According to Deadline, Warner Bros. Discovery called Paramount‘s proposed transaction “not superior to Netflix” and slammed the David Ellison (Hole in One, Terminator: Dark Fate) company for failing to raise its offer. This comes after WBD is hit with a legal filing and an upcoming proxy fight.
“Despite six weeks and just as many press releases from Paramount Skydance, it has yet to raise the price or address the numerous and obvious deficiencies of its offer,” WBD said in statement today via Deadline. “Instead, Paramount Skydance is seeking to distract with a meritless lawsuit and attacks on a board that has delivered an unprecedented amount of shareholder value. In spite of its multiple opportunities, Paramount Skydance continues to propose a transaction that our board unanimously concluded is not superior to the merger agreement with Netflix.”
As per Deadline, these comments appeared after Paramount earlier today filed suit in Delaware Chancery Court seeking disclosure of “basic information to enable WBD shareholders to make an informed decision” of whether or not to tender their shares. It also stated that it intends to nominate directors for election at the Warner Bros. Discovery 2026 annual meeting, setting up a proxy fight to derail the Netflix transaction.
According to Deadline, Paramount stated earlier in the day that an advance notice window for WBD’s 2026 annual meeting opens in three weeks as it also plans to nominate a slate of directors. “who, in accordance with their fiduciary duties, will exercise WBD’s right under the Netflix Agreement to engage on Paramount’s offer and enter into a transaction with Paramount,” the company said in a letter to WBD shareholders outlining next steps after Warner’s board rejected its all-cash offer of $30 per share multiple times.

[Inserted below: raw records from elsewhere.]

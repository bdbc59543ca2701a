//! CLI layer: argument parsing, logging setup, and subcommand implementations.

pub mod args;

pub use args::*;

use std::io::Write;
use std::path::{Path, PathBuf};

use clap::{Parser, Subcommand};
use serde::Serialize;
use tracing_subscriber::EnvFilter;

use vcs_history::guru::BatchReport;
use vcs_history::{CacheBackend, HistoryConfig, HistoryError, HistoryGuru};

// ─── CLI ─────────────────────────────────────────────────────────────

/// Version-control history, annotation and history cache management
#[derive(Parser, Debug)]
#[command(name = "vcs-history", version, about, after_help = "\
Run 'vcs-history <COMMAND> --help' for detailed options.\n\
Common options: -s <DIR> (source root), --cache file|database|none")]
pub(crate) struct Cli {
    #[command(flatten)]
    pub global: GlobalArgs,

    #[command(subcommand)]
    pub command: Commands,
}

#[derive(Subcommand, Debug)]
pub(crate) enum Commands {
    /// Detect repositories under the source root and print them as JSON
    Scan,

    /// Print the history of a file or directory as JSON
    History(HistoryArgs),

    /// Print per-line revision and author of a file
    Annotate(AnnotateArgs),

    /// Print a file as it was at some revision
    Cat(CatArgs),

    /// Manage the history cache
    #[command(subcommand)]
    Cache(CacheCommand),

    /// Pull upstream changes into the working copies
    Update(UpdateArgs),
}

// ─── Main entry point ───────────────────────────────────────────────

pub fn run() {
    let cli = Cli::parse();
    init_logging(&cli.global.log_level, cli.global.log_json);

    match dispatch(cli) {
        Ok(true) => {}
        Ok(false) => std::process::exit(2),
        Err(e) => {
            eprintln!("Error: {}", e);
            std::process::exit(1);
        }
    }
}

fn init_logging(level: &str, json: bool) {
    let filter = EnvFilter::try_from_default_env().unwrap_or_else(|_| EnvFilter::new(level));
    let builder = tracing_subscriber::fmt()
        .with_env_filter(filter)
        .with_target(true)
        .with_writer(std::io::stderr);
    if json {
        builder.json().init();
    } else {
        builder.init();
    }
}

/// Run the selected command. `Ok(false)` means some repositories failed.
fn dispatch(cli: Cli) -> Result<bool, HistoryError> {
    let mut config = build_config(&cli.global)?;
    if let Commands::Cache(CacheCommand::Create(args)) = &cli.command {
        if args.sequential {
            config.parallel_cache_creation = false;
        }
    }
    let guru = open_guru(config)?;

    match cli.command {
        Commands::Scan => print_json(&guru.repositories()?).map(|_| true),
        Commands::History(args) => cmd_history(&guru, args).map(|_| true),
        Commands::Annotate(args) => cmd_annotate(&guru, args).map(|_| true),
        Commands::Cat(args) => cmd_cat(&guru, args).map(|_| true),
        Commands::Cache(CacheCommand::Create(args)) => {
            let repos = resolve_all(&guru, &args.repos);
            report_batch(&guru.create_cache_for(repos.as_deref())?)
        }
        Commands::Cache(CacheCommand::Clear(args)) => {
            let repos = resolve_all(&guru, &args.repos).unwrap_or_default();
            let cleared = guru.remove_cache(&repos)?;
            print_json(&cleared).map(|_| true)
        }
        Commands::Cache(CacheCommand::Latest(args)) => {
            let repo = resolve(&guru, &args.repo);
            match guru.latest_cached_revision(&repo)? {
                Some(rev) => println!("{}", rev),
                None => eprintln!("No cached revision for {}", repo.display()),
            }
            Ok(true)
        }
        Commands::Update(args) => {
            let repos = resolve_all(&guru, &args.repos);
            report_batch(&guru.update_repositories_for(repos.as_deref())?)
        }
    }
}

// ─── Setup ──────────────────────────────────────────────────────────

/// Configuration file (or defaults) overlaid with the command-line flags.
pub(crate) fn build_config(global: &GlobalArgs) -> Result<HistoryConfig, HistoryError> {
    let mut config = match &global.config {
        Some(path) => HistoryConfig::load(path)?,
        None => HistoryConfig::default(),
    };
    if let Some(root) = &global.source_root {
        config.source_root = root.clone();
    }
    if let Some(root) = &global.data_root {
        config.data_root = root.clone();
    }
    match global.cache {
        Some(CacheKind::None | CacheKind::File) if global.db_path.is_some() => {
            return Err(HistoryError::InvalidArgs("--db-path needs the database cache".into()));
        }
        Some(CacheKind::None) => config.cache = CacheBackend::None,
        Some(CacheKind::File) => config.cache = CacheBackend::File,
        Some(CacheKind::Database) => config.cache = database_backend(&config, global),
        None if global.db_path.is_some() => config.cache = database_backend(&config, global),
        None => {}
    }
    Ok(config)
}

/// `--db-path` wins over a path from the configuration file.
fn database_backend(config: &HistoryConfig, global: &GlobalArgs) -> CacheBackend {
    let path = global.db_path.clone().or_else(|| match &config.cache {
        CacheBackend::Database { path } => path.clone(),
        _ => None,
    });
    CacheBackend::Database { path }
}

/// Context with every repository under the source root registered.
fn open_guru(config: HistoryConfig) -> Result<HistoryGuru, HistoryError> {
    let source_root = config.source_root.clone();
    let guru = HistoryGuru::new(config)?;
    guru.add_repositories(&[source_root])?;
    Ok(guru)
}

/// Relative paths are taken from the source root.
fn resolve(guru: &HistoryGuru, path: &Path) -> PathBuf {
    if path.is_absolute() {
        path.to_path_buf()
    } else {
        guru.config().source_root.join(path)
    }
}

/// `None` for an empty list, meaning "every repository".
fn resolve_all(guru: &HistoryGuru, paths: &[PathBuf]) -> Option<Vec<PathBuf>> {
    if paths.is_empty() {
        None
    } else {
        Some(paths.iter().map(|p| resolve(guru, p)).collect())
    }
}

// ─── Output ─────────────────────────────────────────────────────────

fn print_json<T: Serialize + ?Sized>(value: &T) -> Result<(), HistoryError> {
    let text = serde_json::to_string_pretty(value)
        .map_err(|e| HistoryError::InvalidArgs(format!("cannot encode output: {}", e)))?;
    println!("{}", text);
    Ok(())
}

fn report_batch(report: &BatchReport) -> Result<bool, HistoryError> {
    print_json(report)?;
    for (dir, message) in &report.failed {
        eprintln!("{}: {}", dir.display(), message);
    }
    Ok(report.is_success())
}

#[derive(Serialize)]
struct HistoryPage<'a> {
    path: &'a Path,
    total: usize,
    start: usize,
    entries: &'a [vcs_history::HistoryEntry],
}

// ─── Commands ───────────────────────────────────────────────────────

fn cmd_history(guru: &HistoryGuru, args: HistoryArgs) -> Result<(), HistoryError> {
    let path = resolve(guru, &args.path);
    let Some(history) = guru.history_with_files(&path, args.files)? else {
        return Err(HistoryError::NoRepository(path));
    };
    let limit = if args.max == 0 { history.len() } else { args.max };
    print_json(&HistoryPage {
        path: &path,
        total: history.len(),
        start: args.start,
        entries: history.page(limit, args.start),
    })
}

fn cmd_annotate(guru: &HistoryGuru, args: AnnotateArgs) -> Result<(), HistoryError> {
    let path = resolve(guru, &args.file);
    let Some(annotation) = guru.annotate(&path, args.revision.as_deref())? else {
        return Err(HistoryError::NoRepository(path));
    };
    let rev_width = annotation.widest_revision();
    let author_width = annotation.widest_author();
    let stdout = std::io::stdout();
    let mut out = stdout.lock();
    for line in annotation.lines() {
        let version = annotation
            .file_version_label(&line.revision)
            .unwrap_or_else(|| "-".to_string());
        writeln!(
            out,
            "{:>7} {:<rw$} {:<aw$}",
            version,
            line.revision,
            line.author,
            rw = rev_width,
            aw = author_width
        )?;
    }
    Ok(())
}

fn cmd_cat(guru: &HistoryGuru, args: CatArgs) -> Result<(), HistoryError> {
    let path = resolve(guru, &args.file);
    let Some(content) = guru.content_at(&path, &args.revision)? else {
        return Err(HistoryError::InvalidArgs(format!(
            "no content for {} at revision {}",
            path.display(),
            args.revision
        )));
    };
    let stdout = std::io::stdout();
    let mut out = stdout.lock();
    out.write_all(&content)?;
    out.flush()?;
    Ok(())
}

// ─── Tests ───────────────────────────────────────────────────────────

#[cfg(test)]
#[path = "cli_tests.rs"]
mod tests;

As per Deadline, the lawsuit was filled earlier today in Delaware an it stated, “to ask the court to simply direct WBD to provide disclosure about how it valued the Global Networks stub equity, how it valued the overall Netflix transaction, how the purchase price reduction for debt works in the Netflix transaction, or even what the basis is for its “risk adjustment” of our $30 per share all-cash offer.” Paramount is offering to buy all of WBD. WBD shareholders require the information “to make an informed decision as to whether to tender their shares.” The tender offer was extended once and now expires on January 21.